To what extent can differences in labour force participation rates (LFPR) between Māori and Non-Māori be explained by demographic characteristics, compared to other factors?
This study seeks to answer the following question: to what extent differences in LFPR between Maori and Non-Maori can be explained by the demographic characteristics (i.e. the supply side factors, for example) or by other factors?
This study investigated changes in labour force participation rates of Maori and Non-Maori, between 1986 and 2013. The data utilised for the purpose of this study are derived using a special data set constructed from Census and National Account data (New Zealand Statistics). The data set is a combination of time series and cross-sectional data. The unit of measure is the LFPR of individuals of working age in New Zealand, by year and urban area of residence.

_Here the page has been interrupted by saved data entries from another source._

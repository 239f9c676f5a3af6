//! Cleaning applied to every comment table before it may be persisted.

use crate::models::{Column, CommentTable};
use ahash::AHashSet;

/// A comment table that has been through [`clean_comments`].
/// Writers in `export` only accept this type.
#[derive(Clone, Debug, PartialEq, Eq)]
pub struct CleanTable(CommentTable);

impl CleanTable {
    pub fn table(&self) -> &CommentTable {
        &self.0
    }

    pub fn len(&self) -> usize {
        self.0.len()
    }

    pub fn is_empty(&self) -> bool {
        self.0.is_empty()
    }
}

/// 1. drop rows whose body was already seen (first occurrence wins)
/// 2. drop rows by the `[deleted]` author
/// 3. optionally drop the author column altogether
pub fn clean_comments(mut table: CommentTable, erase_authors: bool) -> CleanTable {
    let before = table.len();

    let mut seen: AHashSet<String> = AHashSet::with_capacity(table.len());
    table.retain(|c| seen.insert(c.body.clone()));
    let deduped = table.len();

    table.retain(|c| !c.is_deleted_author());
    let kept = table.len();

    if erase_authors {
        table.drop_column(Column::Author);
    }

    tracing::info!(
        "Cleaned comments: {} in, {} duplicate(s), {} deleted-author row(s), {} kept{}",
        before,
        before - deduped,
        deduped - kept,
        kept,
        if erase_authors { ", usernames erased" } else { "" }
    );
    CleanTable(table)
}
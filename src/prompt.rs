//! Interactive input boundary. Everything the run needs from a person goes
//! through [`Prompter`], so the pipeline itself never touches the terminal.

use crate::config::{PeriodMode, RunChoices, SearchCriteria};
use crate::error::{HarvestError, Result};
use crate::region::Region;
use crate::util::parse_yes;

/// Blocking source of answers to prompts.
pub trait Prompter {
    fn ask(&mut self, prompt: &str) -> Result<String>;
}

/// Reads answers from the terminal.
#[derive(Default)]
pub struct TerminalPrompter;

impl Prompter for TerminalPrompter {
    fn ask(&mut self, prompt: &str) -> Result<String> {
        dialoguer::Input::<String>::new()
            .with_prompt(prompt)
            .allow_empty(true)
            .interact_text()
            .map_err(|e| HarvestError::InvalidInput(format!("prompt failed: {e}")))
    }
}

pub fn ask_yes_no<P: Prompter + ?Sized>(p: &mut P, prompt: &str) -> Result<bool> {
    Ok(parse_yes(&p.ask(&format!("{prompt} Y/N"))?))
}

/// Ask for subreddit, keyword, limit and period. Re-asks a limit that isn't a positive integer.
pub fn collect_criteria<P: Prompter + ?Sized>(p: &mut P, region: Option<Region>) -> Result<SearchCriteria> {
    let subreddit = p.ask("Subreddit name to search through?")?;
    let query = p.ask("Keyword to search post titles for?")?;
    let limit = loop {
        let raw = p.ask("Limit number of posts to:")?;
        match raw.trim().parse::<usize>() {
            Ok(n) if n > 0 => break n,
            _ => tracing::warn!("{:?} is not a positive number", raw.trim()),
        }
    };
    let period = if ask_yes_no(p, "Search before first local covid case?")? {
        PeriodMode::Precovid
    } else {
        PeriodMode::Postcovid
    };
    tracing::info!("Search period: {period}");

    let mut criteria = SearchCriteria::new(subreddit, query, limit, period);
    if let Some(r) = region {
        criteria = criteria.with_region(r);
    }
    criteria.validate()?;
    Ok(criteria)
}

/// Post-fetch confirmations, asked in the order the run uses them.
pub fn ask_choices<P: Prompter + ?Sized>(p: &mut P) -> Result<RunChoices> {
    let erase_authors = ask_yes_no(p, "Erase usernames from data?")?;
    let save_corpus = ask_yes_no(p, "Save comment text as raw corpus?")?;
    Ok(RunChoices { erase_authors, save_corpus })
}

/// After an empty result: `q` quits, anything else tries again.
pub fn ask_retry<P: Prompter + ?Sized>(p: &mut P) -> Result<bool> {
    let answer = p.ask("Please try again with different search criteria (hit enter) or quit (\"q\")")?;
    Ok(!answer.trim().eq_ignore_ascii_case("q"))
}
use mockito::Matcher;
use std::time::Duration;
use subcorpus::{
    HarvestError, HarvestOptions, PeriodMode, PushshiftClient, Region, RetryPolicy, SearchService, SubmissionQuery,
    COMMENT_COLUMNS, SUBMISSION_FIELDS,
};

fn client_for(server: &mockito::Server, page_size: usize) -> PushshiftClient {
    let opts = HarvestOptions::default()
        .with_api_base(server.url())
        .with_page_size(page_size)
        .with_retry(RetryPolicy { attempts: 3, initial: Duration::from_millis(5), max: Duration::from_millis(20) });
    PushshiftClient::new(&opts).unwrap()
}

/// Match on the path prefix; query parameters are checked separately.
fn path(p: &str) -> Matcher {
    Matcher::Regex(format!("^{p}"))
}

/// Submission search sends window, fields and keyword, and reads the `data` envelope.
#[test]
fn submission_search_single_page() {
    let mut server = mockito::Server::new();
    let window = Region::Canada.window(PeriodMode::Precovid);
    let m = server
        .mock("GET", path("/reddit/search/submission/"))
        .match_query(Matcher::AllOf(vec![
            Matcher::UrlEncoded("subreddit".into(), "canada".into()),
            Matcher::UrlEncoded("q".into(), "mask".into()),
            Matcher::UrlEncoded("size".into(), "5".into()),
            Matcher::UrlEncoded("after".into(), window.after.to_string()),
            Matcher::UrlEncoded("before".into(), window.before.to_string()),
            Matcher::UrlEncoded("fields".into(), "id,num_comments,created_utc".into()),
        ]))
        .with_status(200)
        .with_header("content-type", "application/json")
        .with_body(r#"{"data":[{"id":"a1","num_comments":4,"created_utc":1579000000},{"id":"a2","num_comments":0,"created_utc":1578000000}]}"#)
        .create();

    let client = client_for(&server, 100);
    let q = SubmissionQuery { subreddit: "canada", query: "mask", limit: 5, window, fields: &SUBMISSION_FIELDS };
    let posts = client.search_submissions(&q).unwrap();

    m.assert();
    assert_eq!(posts.len(), 2);
    assert_eq!(posts[0].id, "a1");
    assert_eq!(posts[0].num_comments, 4);
}

/// Full pages continue from the oldest timestamp seen until the limit is met.
#[test]
fn submission_search_paginates_backwards() {
    let mut server = mockito::Server::new();
    let window = Region::Ireland.window(PeriodMode::Postcovid);
    let first = server
        .mock("GET", path("/reddit/search/submission/"))
        .match_query(Matcher::UrlEncoded("before".into(), window.before.to_string()))
        .with_status(200)
        .with_body(r#"{"data":[{"id":"a","num_comments":2,"created_utc":1584000000},{"id":"b","num_comments":3,"created_utc":1583000000}]}"#)
        .create();
    let second = server
        .mock("GET", path("/reddit/search/submission/"))
        .match_query(Matcher::AllOf(vec![
            Matcher::UrlEncoded("before".into(), "1583000001".into()),
            Matcher::UrlEncoded("size".into(), "1".into()),
        ]))
        .with_status(200)
        .with_body(r#"{"data":[{"id":"c","num_comments":5,"created_utc":1582990000}]}"#)
        .create();

    let client = client_for(&server, 2);
    let q = SubmissionQuery { subreddit: "ireland", query: "", limit: 3, window, fields: &SUBMISSION_FIELDS };
    let posts = client.search_submissions(&q).unwrap();

    first.assert();
    second.assert();
    let ids: Vec<&str> = posts.iter().map(|p| p.id.as_str()).collect();
    assert_eq!(ids, vec!["a", "b", "c"]);
}

/// Posts sharing the oldest second of a full page are still reached on the next page,
/// and the overlap is not returned twice.
#[test]
fn submission_search_keeps_posts_sharing_a_timestamp() {
    let mut server = mockito::Server::new();
    let window = Region::Ireland.window(PeriodMode::Postcovid);
    let first = server
        .mock("GET", path("/reddit/search/submission/"))
        .match_query(Matcher::UrlEncoded("before".into(), window.before.to_string()))
        .with_status(200)
        .with_body(r#"{"data":[{"id":"a","num_comments":2,"created_utc":1584000000},{"id":"b","num_comments":3,"created_utc":1583000000}]}"#)
        .create();
    let second = server
        .mock("GET", path("/reddit/search/submission/"))
        .match_query(Matcher::UrlEncoded("before".into(), "1583000001".into()))
        .with_status(200)
        .with_body(r#"{"data":[{"id":"b","num_comments":3,"created_utc":1583000000},{"id":"c","num_comments":4,"created_utc":1583000000}]}"#)
        .create();

    let client = client_for(&server, 2);
    let q = SubmissionQuery { subreddit: "ireland", query: "", limit: 10, window, fields: &SUBMISSION_FIELDS };
    let posts = client.search_submissions(&q).unwrap();

    first.assert();
    second.assert();
    let ids: Vec<&str> = posts.iter().map(|p| p.id.as_str()).collect();
    assert_eq!(ids, vec!["a", "b", "c"]);
}

/// One comment-id request per submission, concatenated in order.
#[test]
fn comment_ids_per_submission() {
    let mut server = mockito::Server::new();
    let a = server
        .mock("GET", "/reddit/submission/comment_ids/s1")
        .with_status(200)
        .with_body(r#"{"data":["c1","c2"]}"#)
        .create();
    let b = server
        .mock("GET", "/reddit/submission/comment_ids/s2")
        .with_status(200)
        .with_body(r#"{"data":["c3"]}"#)
        .create();

    let client = client_for(&server, 100);
    let ids = client.search_comment_ids(&["s1".to_string(), "s2".to_string()]).unwrap();
    a.assert();
    b.assert();
    assert_eq!(ids, vec!["c1", "c2", "c3"]);
}

/// Comment lookup by ids with the four output fields.
#[test]
fn comments_by_ids() {
    let mut server = mockito::Server::new();
    let m = server
        .mock("GET", path("/reddit/search/comment/"))
        .match_query(Matcher::AllOf(vec![
            Matcher::UrlEncoded("ids".into(), "c1,c2".into()),
            Matcher::UrlEncoded("fields".into(), "author,body,created_utc,permalink,id".into()),
        ]))
        .with_status(200)
        .with_body(
            r#"{"data":[
                {"id":"c1","author":"alice","body":"hi","created_utc":1580000000,"permalink":"/r/x/1"},
                {"id":"c2","author":"[deleted]","body":"gone","created_utc":1580000001,"permalink":"/r/x/2"}
            ]}"#,
        )
        .create();

    let client = client_for(&server, 100);
    let comments = client.search_comments(&["c1".to_string(), "c2".to_string()], &COMMENT_COLUMNS).unwrap();
    m.assert();
    assert_eq!(comments.len(), 2);
    assert_eq!(comments[0].author.as_deref(), Some("alice"));
    assert!(comments[1].is_deleted_author());
}

/// Ids the archive leaves out of a response are asked for again.
#[test]
fn short_comment_response_requests_the_rest() {
    let mut server = mockito::Server::new();
    let all = server
        .mock("GET", path("/reddit/search/comment/"))
        .match_query(Matcher::UrlEncoded("ids".into(), "c1,c2,c3".into()))
        .with_status(200)
        .with_body(r#"{"data":[{"id":"c1","author":"a","body":"one"},{"id":"c2","author":"b","body":"two"}]}"#)
        .expect(1)
        .create();
    let rest = server
        .mock("GET", path("/reddit/search/comment/"))
        .match_query(Matcher::UrlEncoded("ids".into(), "c3".into()))
        .with_status(200)
        .with_body(r#"{"data":[{"id":"c3","author":"c","body":"three"}]}"#)
        .expect(1)
        .create();

    let client = client_for(&server, 100);
    let ids = vec!["c1".to_string(), "c2".to_string(), "c3".to_string()];
    let comments = client.search_comments(&ids, &COMMENT_COLUMNS).unwrap();
    all.assert();
    rest.assert();
    let bodies: Vec<&str> = comments.iter().map(|c| c.body.as_str()).collect();
    assert_eq!(bodies, vec!["one", "two", "three"]);
}

/// Requests never carry more ids than the page size.
#[test]
fn comment_lookup_is_split_by_page_size() {
    let mut server = mockito::Server::new();
    let first = server
        .mock("GET", path("/reddit/search/comment/"))
        .match_query(Matcher::AllOf(vec![
            Matcher::UrlEncoded("ids".into(), "c1,c2".into()),
            Matcher::UrlEncoded("size".into(), "2".into()),
        ]))
        .with_status(200)
        .with_body(r#"{"data":[{"id":"c1","body":"one"},{"id":"c2","body":"two"}]}"#)
        .expect(1)
        .create();
    let second = server
        .mock("GET", path("/reddit/search/comment/"))
        .match_query(Matcher::UrlEncoded("ids".into(), "c3".into()))
        .with_status(200)
        .with_body(r#"{"data":[{"id":"c3","body":"three"}]}"#)
        .expect(1)
        .create();

    let client = client_for(&server, 2);
    let ids = vec!["c1".to_string(), "c2".to_string(), "c3".to_string()];
    let comments = client.search_comments(&ids, &COMMENT_COLUMNS).unwrap();
    first.assert();
    second.assert();
    assert_eq!(comments.len(), 3);
}

/// An id the archive never returns is given up on after a fruitless round, not looped on.
#[test]
fn missing_comment_gives_up_after_empty_round() {
    let mut server = mockito::Server::new();
    let all = server
        .mock("GET", path("/reddit/search/comment/"))
        .match_query(Matcher::UrlEncoded("ids".into(), "c1,c2".into()))
        .with_status(200)
        .with_body(r#"{"data":[{"id":"c1","body":"one"}]}"#)
        .expect(1)
        .create();
    let retry = server
        .mock("GET", path("/reddit/search/comment/"))
        .match_query(Matcher::UrlEncoded("ids".into(), "c2".into()))
        .with_status(200)
        .with_body(r#"{"data":[]}"#)
        .expect(1)
        .create();

    let client = client_for(&server, 100);
    let ids = vec!["c1".to_string(), "c2".to_string()];
    let comments = client.search_comments(&ids, &COMMENT_COLUMNS).unwrap();
    all.assert();
    retry.assert();
    assert_eq!(comments.len(), 1);
    assert_eq!(comments[0].id, "c1");
}

/// 429 is retried with backoff; the next success is returned.
#[test]
fn rate_limited_request_is_retried() {
    let mut server = mockito::Server::new();
    let limited = server
        .mock("GET", "/reddit/submission/comment_ids/s1")
        .with_status(429)
        .with_header("retry-after", "0")
        .expect(1)
        .create();
    let ok = server
        .mock("GET", "/reddit/submission/comment_ids/s1")
        .with_status(200)
        .with_body(r#"{"data":["c1"]}"#)
        .create();

    let client = client_for(&server, 100);
    let ids = client.search_comment_ids(&["s1".to_string()]).unwrap();
    assert_eq!(ids, vec!["c1"]);
    limited.assert();
    ok.assert();
}

/// Persistent 5xx gives up after the configured attempts with a Remote error.
#[test]
fn server_errors_exhaust_retries() {
    let mut server = mockito::Server::new();
    let m = server
        .mock("GET", "/reddit/submission/comment_ids/s1")
        .with_status(503)
        .expect(3)
        .create();

    let client = client_for(&server, 100);
    let err = client.search_comment_ids(&["s1".to_string()]).unwrap_err();
    m.assert();
    assert!(matches!(err, HarvestError::Remote(ref msg) if msg.contains("503")), "{err}");
}

/// Client errors other than 429 are not retried.
#[test]
fn not_found_fails_immediately() {
    let mut server = mockito::Server::new();
    let m = server
        .mock("GET", "/reddit/submission/comment_ids/missing")
        .with_status(404)
        .expect(1)
        .create();

    let client = client_for(&server, 100);
    let err = client.search_comment_ids(&["missing".to_string()]).unwrap_err();
    m.assert();
    assert!(matches!(err, HarvestError::Remote(_)));
}
use anyhow::{Context, Result};
use clap::Parser;
use std::path::PathBuf;
use std::time::Duration;
use subcorpus::{
    init_tracing_once, Harvester, HarvestOptions, PeriodMode, PushshiftClient, Region, RetryPolicy, RunChoices,
    RunOutcome, RunPreset, RunReport, SearchCriteria, TerminalPrompter, DEFAULT_API_BASE,
};

#[derive(Parser, Debug)]
#[command(author, version, about = "Collect a subreddit's comments for a keyword, before or after a region's first covid case")]
struct Args {
    /// Subreddit to search; also names the region unless --region is given.
    /// The four search flags go together: give all of them to run without prompts.
    #[arg(long, requires_all = ["query", "limit", "period"])]
    subreddit: Option<String>,

    /// Keyword to search post titles for.
    #[arg(long, requires_all = ["subreddit", "limit", "period"])]
    query: Option<String>,

    /// Maximum number of posts.
    #[arg(long, requires_all = ["subreddit", "query", "period"])]
    limit: Option<usize>,

    /// precovid or postcovid.
    #[arg(long, requires_all = ["subreddit", "query", "limit"])]
    period: Option<PeriodMode>,

    #[arg(long)]
    region: Option<Region>,

    #[arg(long, default_value_t = false)]
    erase_authors: bool,

    #[arg(long, default_value_t = false)]
    save_corpus: bool,

    #[arg(long, env = "SUBCORPUS_API_BASE", default_value = DEFAULT_API_BASE)]
    api_base: String,

    #[arg(long, default_value = ".")]
    output_dir: PathBuf,

    #[arg(long, default_value_t = 300)]
    batch_size: usize,

    #[arg(long, default_value_t = 1)]
    min_comments: u64,

    #[arg(long, default_value_t = 100)]
    page_size: usize,

    #[arg(long, default_value_t = 5)]
    retries: u32,

    #[arg(long, default_value_t = 60)]
    timeout_secs: u64,

    #[arg(long, default_value_t = false)]
    no_progress: bool,

    /// Print the known regions and exit.
    #[arg(long, default_value_t = false)]
    list_regions: bool,
}

impl Args {
    fn options(&self) -> HarvestOptions {
        HarvestOptions::default()
            .with_api_base(&self.api_base)
            .with_output_root(&self.output_dir)
            .with_batch_size(self.batch_size)
            .with_min_comments(self.min_comments)
            .with_page_size(self.page_size)
            .with_request_timeout(Duration::from_secs(self.timeout_secs))
            .with_retry(RetryPolicy { attempts: self.retries.max(1), ..RetryPolicy::default() })
            .with_progress(!self.no_progress)
    }

    /// All four search parameters given: run without prompting.
    fn headless_criteria(&self) -> Option<SearchCriteria> {
        let (sub, q, limit, period) = (self.subreddit.as_ref()?, self.query.as_ref()?, self.limit?, self.period?);
        let c = SearchCriteria::new(sub, q.clone(), limit, period);
        Some(match self.region {
            Some(r) => c.with_region(r),
            None => c,
        })
    }

    fn choices(&self) -> RunChoices {
        RunChoices { erase_authors: self.erase_authors, save_corpus: self.save_corpus }
    }
}

fn print_report(r: &RunReport) {
    println!(
        "r/{} {:?} ({}): {} posts, {} comment ids, {} comments fetched, {} kept",
        r.criteria.subreddit, r.criteria.query, r.criteria.period, r.submissions, r.comment_ids, r.fetched, r.kept
    );
    println!("CSV: {}", r.csv_path.display());
    println!("Total time: {} second(s)", r.elapsed.as_secs_f64().round() as u64);
    if let Some(n) = r.corpus_files {
        println!("Corpus: {n} txt file(s)");
    }
}

fn main() -> Result<()> {
    init_tracing_once();
    let args = Args::parse();

    if args.list_regions {
        for r in Region::ALL {
            let a = r.anchors();
            println!("{:<14} month_before={} first_case={} month_after={}", r, a.month_before, a.first_case, a.month_after);
        }
        return Ok(());
    }

    let opts = args.options();
    let client = PushshiftClient::new(&opts).context("building HTTP client")?;
    tracing::info!("Using archive at {}", client.base_url());
    let harvester = Harvester::new(&client, opts);

    if let Some(criteria) = args.headless_criteria() {
        let report = harvester
            .run_once(&criteria, args.choices())
            .with_context(|| format!("harvesting r/{}", criteria.subreddit))?;
        print_report(&report);
        return Ok(());
    }

    let preset = RunPreset {
        region: args.region,
        choices: (args.erase_authors || args.save_corpus).then(|| args.choices()),
    };
    match harvester.run(&mut TerminalPrompter, preset)? {
        RunOutcome::Done(report) => print_report(&report),
        RunOutcome::Quit => println!("Quit."),
    }
    Ok(())
}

Controlling for gender, age, education, state of the labour market, and economic conditions, the effects of areas of residence and year are observed, in addition to the observed demographic characteristics of individuals. Compared to previous studies, this approach is relatively new. It is proposed to extend the knowledge base of the reasons why there are variations in LFPR, and why a gap persists between Maori and non-Maori LFPR, particularly in terms of UR rates.
It is found that, compared to 1986, while the LFPR of Maori has continued to increase steadily, the LFPR of Non-Maori has decreased. Moreover, while gender, age and education are important determinants of LFPR, we also found that urban areas and year of reference are even more so, in particular for male workers. Briefly summarised, the following are the main findings:
- It is found that compared to 1986, while the Maori LFPR has increased, this has not been so for Non-Maori.
- It is found that with respect to people of working age living in the main residential boundaries, the impact on LFPR of changes in the proportion of individuals living in secondary and minor boundaries, rural and others areas, is lower for Non-Maori, both females and males; however this is not so for Maori, both females and males.
- For Non-Maori LFPR, females and males, we found that with respect to people of working age with educational qualifications, the impact of changes in the proportion of individuals with higher qualifications, is higher than the impact of the one with ‘no school’ qualifications, or ‘qualifications not elsewhere included’; however, this is not so for Maori, males and females.
- With respect to gender, the impact on LFPR of changes in the proportion of males, with respect to that of females, is higher than that of females, on average. This is true for both, Maori and Non-Maori groups.
- With respect to the 65+ age group, the impact on LFPR of changes in the proportions of other age groups varies, but it is not higher.